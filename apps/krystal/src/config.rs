//! # Configuration
//!
//! `KrystalConfig` is read from a TOML file and then overridden from the
//! environment.
//!
//! ## Resolution Order
//!
//! 1. Built-in defaults
//! 2. `--config <path>` if given, otherwise `krystal.toml` when present
//! 3. Environment variables:
//!    - `LITTLESIS_API_KEY`
//!    - `GOOGLE_NEWS_API_KEY` (or `NEWS_API_KEY`)
//!    - `OPENSECRETS_API_KEY`
//!    - `KRYSTAL_CACHE_TIMEOUT` (seconds)
//!    - `KRYSTAL_LOG_LEVEL`
//!
//! ```toml
//! [analysis]
//! min_relationship_strength = 0.1
//! max_network_depth = 3
//!
//! [influence]
//! degree_weight = 0.4
//! betweenness_weight = 0.6
//!
//! [influence.type_multipliers]
//! government = 1.5
//!
//! [sources]
//! cache_timeout_secs = 3600
//! ```

use krystal_core::{AnalysisConfig, InfluenceWeights, KrystalError};
use serde::{Deserialize, Serialize};
use std::path::Path;

/// Config file picked up from the working directory when `--config` is absent.
pub const DEFAULT_CONFIG_FILE: &str = "krystal.toml";

/// Maximum accepted config file size (1 MB).
const MAX_CONFIG_FILE_SIZE: u64 = 1024 * 1024;

/// Upper bound accepted for `max_network_depth`.
const MAX_CONFIGURABLE_DEPTH: usize = 6;

// =============================================================================
// SECTIONS
// =============================================================================

/// Data-source settings.
#[derive(Debug, Clone, PartialEq, Serialize, Deserialize)]
#[serde(default)]
pub struct SourcesConfig {
    /// Lifetime of cached source responses.
    pub cache_timeout_secs: u64,
    /// Per-request timeout for live calls.
    pub request_timeout_secs: u64,
    pub littlesis_api_key: Option<String>,
    pub news_api_key: Option<String>,
    pub opensecrets_api_key: Option<String>,
}

impl Default for SourcesConfig {
    fn default() -> Self {
        Self {
            cache_timeout_secs: 3600,
            request_timeout_secs: 10,
            littlesis_api_key: None,
            news_api_key: None,
            opensecrets_api_key: None,
        }
    }
}

/// Logging settings. `RUST_LOG` wins over `level` when set.
#[derive(Debug, Clone, PartialEq, Serialize, Deserialize)]
#[serde(default)]
pub struct LogConfig {
    pub level: String,
}

impl Default for LogConfig {
    fn default() -> Self {
        Self {
            level: "info".to_string(),
        }
    }
}

// =============================================================================
// KRYSTAL CONFIG
// =============================================================================

/// Effective application configuration.
#[derive(Debug, Clone, Default, PartialEq, Serialize, Deserialize)]
#[serde(default)]
pub struct KrystalConfig {
    pub analysis: AnalysisConfig,
    pub influence: InfluenceWeights,
    pub sources: SourcesConfig,
    pub log: LogConfig,
}

impl KrystalConfig {
    /// Load the configuration for this process.
    ///
    /// An explicit path must exist; the default file is optional.
    pub fn load(path: Option<&Path>) -> Result<Self, KrystalError> {
        let mut config = match path {
            Some(path) => Self::from_file(path)?,
            None if Path::new(DEFAULT_CONFIG_FILE).is_file() => {
                Self::from_file(Path::new(DEFAULT_CONFIG_FILE))?
            }
            None => Self::default(),
        };
        config.apply_env(|name| std::env::var(name).ok());
        config.validate()?;
        Ok(config)
    }

    /// Read and parse a TOML file.
    pub fn from_file(path: &Path) -> Result<Self, KrystalError> {
        let metadata = std::fs::metadata(path).map_err(|e| {
            KrystalError::IoError(format!("Cannot read config '{}': {}", path.display(), e))
        })?;
        if metadata.len() > MAX_CONFIG_FILE_SIZE {
            return Err(KrystalError::LimitExceeded(format!(
                "Config file size {} bytes exceeds maximum {} bytes",
                metadata.len(),
                MAX_CONFIG_FILE_SIZE
            )));
        }

        let text = std::fs::read_to_string(path)
            .map_err(|e| KrystalError::IoError(format!("Read config: {}", e)))?;
        Self::from_toml(&text)
    }

    /// Parse TOML text.
    pub fn from_toml(text: &str) -> Result<Self, KrystalError> {
        toml::from_str(text)
            .map_err(|e| KrystalError::DeserializationError(format!("Invalid config: {}", e)))
    }

    /// Apply environment overrides through `lookup`.
    ///
    /// Empty values are ignored. Unparseable numbers are ignored with a
    /// warning.
    pub fn apply_env<F>(&mut self, lookup: F)
    where
        F: Fn(&str) -> Option<String>,
    {
        let get = |name: &str| lookup(name).filter(|v| !v.trim().is_empty());

        if let Some(key) = get("LITTLESIS_API_KEY") {
            self.sources.littlesis_api_key = Some(key);
        }
        if let Some(key) = get("GOOGLE_NEWS_API_KEY").or_else(|| get("NEWS_API_KEY")) {
            self.sources.news_api_key = Some(key);
        }
        if let Some(key) = get("OPENSECRETS_API_KEY") {
            self.sources.opensecrets_api_key = Some(key);
        }
        if let Some(raw) = get("KRYSTAL_CACHE_TIMEOUT") {
            match raw.trim().parse() {
                Ok(secs) => self.sources.cache_timeout_secs = secs,
                Err(_) => tracing::warn!("Ignoring invalid KRYSTAL_CACHE_TIMEOUT '{}'", raw),
            }
        }
        if let Some(level) = get("KRYSTAL_LOG_LEVEL") {
            self.log.level = level;
        }
    }

    /// Reject values the engine cannot work with.
    pub fn validate(&self) -> Result<(), KrystalError> {
        let strength = self.analysis.min_relationship_strength;
        if !(0.0..=1.0).contains(&strength) {
            return Err(KrystalError::InvalidRelationship(format!(
                "min_relationship_strength must be within [0, 1], got {}",
                strength
            )));
        }
        if self.analysis.max_network_depth == 0
            || self.analysis.max_network_depth > MAX_CONFIGURABLE_DEPTH
        {
            return Err(KrystalError::LimitExceeded(format!(
                "max_network_depth must be within 1..={}, got {}",
                MAX_CONFIGURABLE_DEPTH, self.analysis.max_network_depth
            )));
        }
        if self.analysis.max_entities_per_query == 0 {
            return Err(KrystalError::LimitExceeded(
                "max_entities_per_query must be positive".to_string(),
            ));
        }

        let weights = [
            self.influence.degree_weight,
            self.influence.betweenness_weight,
        ];
        let multipliers = self.influence.type_multipliers.values().copied();
        if weights
            .into_iter()
            .chain(multipliers)
            .any(|w| !w.is_finite() || w < 0.0)
        {
            return Err(KrystalError::InvalidEntity(
                "influence weights and multipliers must be finite and non-negative".to_string(),
            ));
        }
        Ok(())
    }

    /// Engine settings with the influence section folded in.
    #[must_use]
    pub fn analysis_config(&self) -> AnalysisConfig {
        AnalysisConfig {
            influence: self.influence.clone(),
            ..self.analysis.clone()
        }
    }

    /// Copy safe to print: API keys are masked.
    #[must_use]
    pub fn masked(&self) -> Self {
        let mut copy = self.clone();
        for key in [
            &mut copy.sources.littlesis_api_key,
            &mut copy.sources.news_api_key,
            &mut copy.sources.opensecrets_api_key,
        ] {
            *key = key.as_deref().map(mask_key);
        }
        copy
    }
}

/// Keep the last four characters of a secret.
fn mask_key(key: &str) -> String {
    let chars: Vec<char> = key.chars().collect();
    if chars.len() <= 8 {
        return "****".to_string();
    }
    let tail: String = chars[chars.len() - 4..].iter().collect();
    format!("****{}", tail)
}

// =============================================================================
// TESTS
// =============================================================================

#[cfg(test)]
mod tests {
    use super::*;
    use std::collections::BTreeMap;

    fn env(pairs: &[(&str, &str)]) -> impl Fn(&str) -> Option<String> {
        let map: BTreeMap<String, String> = pairs
            .iter()
            .map(|(k, v)| (k.to_string(), v.to_string()))
            .collect();
        move |name| map.get(name).cloned()
    }

    #[test]
    fn defaults_are_valid() {
        let config = KrystalConfig::default();
        assert!(config.validate().is_ok());
        assert_eq!(config.sources.cache_timeout_secs, 3600);
        assert_eq!(config.analysis.max_network_depth, 3);
    }

    #[test]
    fn partial_toml_keeps_defaults() {
        let config = KrystalConfig::from_toml(
            r#"
            [analysis]
            min_relationship_strength = 0.3

            [influence.type_multipliers]
            government = 1.5
            "#,
        )
        .expect("parse");

        assert_eq!(config.analysis.min_relationship_strength, 0.3);
        assert_eq!(config.analysis.max_network_depth, 3);
        assert_eq!(config.influence.degree_weight, 0.4);
        assert_eq!(
            config.influence.type_multipliers.get("government"),
            Some(&1.5)
        );
    }

    #[test]
    fn invalid_toml_rejected() {
        let result = KrystalConfig::from_toml("[analysis\nmin = ");
        assert!(matches!(
            result,
            Err(KrystalError::DeserializationError(_))
        ));
    }

    #[test]
    fn env_overrides_keys() {
        let mut config = KrystalConfig::default();
        config.apply_env(env(&[
            ("LITTLESIS_API_KEY", "ls-key"),
            ("NEWS_API_KEY", "fallback-news"),
            ("KRYSTAL_CACHE_TIMEOUT", "60"),
        ]));

        assert_eq!(config.sources.littlesis_api_key.as_deref(), Some("ls-key"));
        assert_eq!(config.sources.news_api_key.as_deref(), Some("fallback-news"));
        assert_eq!(config.sources.cache_timeout_secs, 60);
    }

    #[test]
    fn google_news_key_preferred() {
        let mut config = KrystalConfig::default();
        config.apply_env(env(&[
            ("GOOGLE_NEWS_API_KEY", "google"),
            ("NEWS_API_KEY", "fallback"),
        ]));
        assert_eq!(config.sources.news_api_key.as_deref(), Some("google"));
    }

    #[test]
    fn empty_and_invalid_env_ignored() {
        let mut config = KrystalConfig::default();
        config.apply_env(env(&[
            ("OPENSECRETS_API_KEY", "  "),
            ("KRYSTAL_CACHE_TIMEOUT", "soon"),
        ]));
        assert!(config.sources.opensecrets_api_key.is_none());
        assert_eq!(config.sources.cache_timeout_secs, 3600);
    }

    #[test]
    fn validate_rejects_out_of_range() {
        let mut config = KrystalConfig::default();
        config.analysis.min_relationship_strength = 1.5;
        assert!(config.validate().is_err());

        let mut config = KrystalConfig::default();
        config.analysis.max_network_depth = 0;
        assert!(config.validate().is_err());

        let mut config = KrystalConfig::default();
        config.influence.betweenness_weight = -0.1;
        assert!(config.validate().is_err());
    }

    #[test]
    fn analysis_config_carries_influence() {
        let mut config = KrystalConfig::default();
        config.influence.degree_weight = 0.9;
        assert_eq!(config.analysis_config().influence.degree_weight, 0.9);
    }

    #[test]
    fn masked_hides_keys() {
        let mut config = KrystalConfig::default();
        config.sources.littlesis_api_key = Some("abcdefghijkl".to_string());
        config.sources.news_api_key = Some("short".to_string());

        let masked = config.masked();
        assert_eq!(masked.sources.littlesis_api_key.as_deref(), Some("****ijkl"));
        assert_eq!(masked.sources.news_api_key.as_deref(), Some("****"));
        assert!(masked.sources.opensecrets_api_key.is_none());
    }

    #[test]
    fn load_explicit_missing_file_fails() {
        let temp = tempfile::tempdir().expect("temp dir");
        let path = temp.path().join("absent.toml");
        let result = KrystalConfig::load(Some(path.as_path()));
        assert!(result.is_err());
    }

    #[test]
    fn from_file_reads_toml() {
        let temp = tempfile::tempdir().expect("temp dir");
        let path = temp.path().join("krystal.toml");
        std::fs::write(&path, "[sources]\ncache_timeout_secs = 120\n").expect("write");

        let config = KrystalConfig::from_file(&path).expect("load");
        assert_eq!(config.sources.cache_timeout_secs, 120);
    }
}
^^^^^^^^
From the first line of the data above to the line holding "if given, otherwise", reproduce each line exactly; emit no other lines.

- **Solution for this exercise**
filename apps/krystal/src/config.rs
//! # Configuration
//!
//! `KrystalConfig` is read from a TOML file and then overridden from the
//! environment.
//!
//! ## Resolution Order
//!
//! 1. Built-in defaults
//! 2. `--config <path>` if given, otherwise `krystal.toml` when present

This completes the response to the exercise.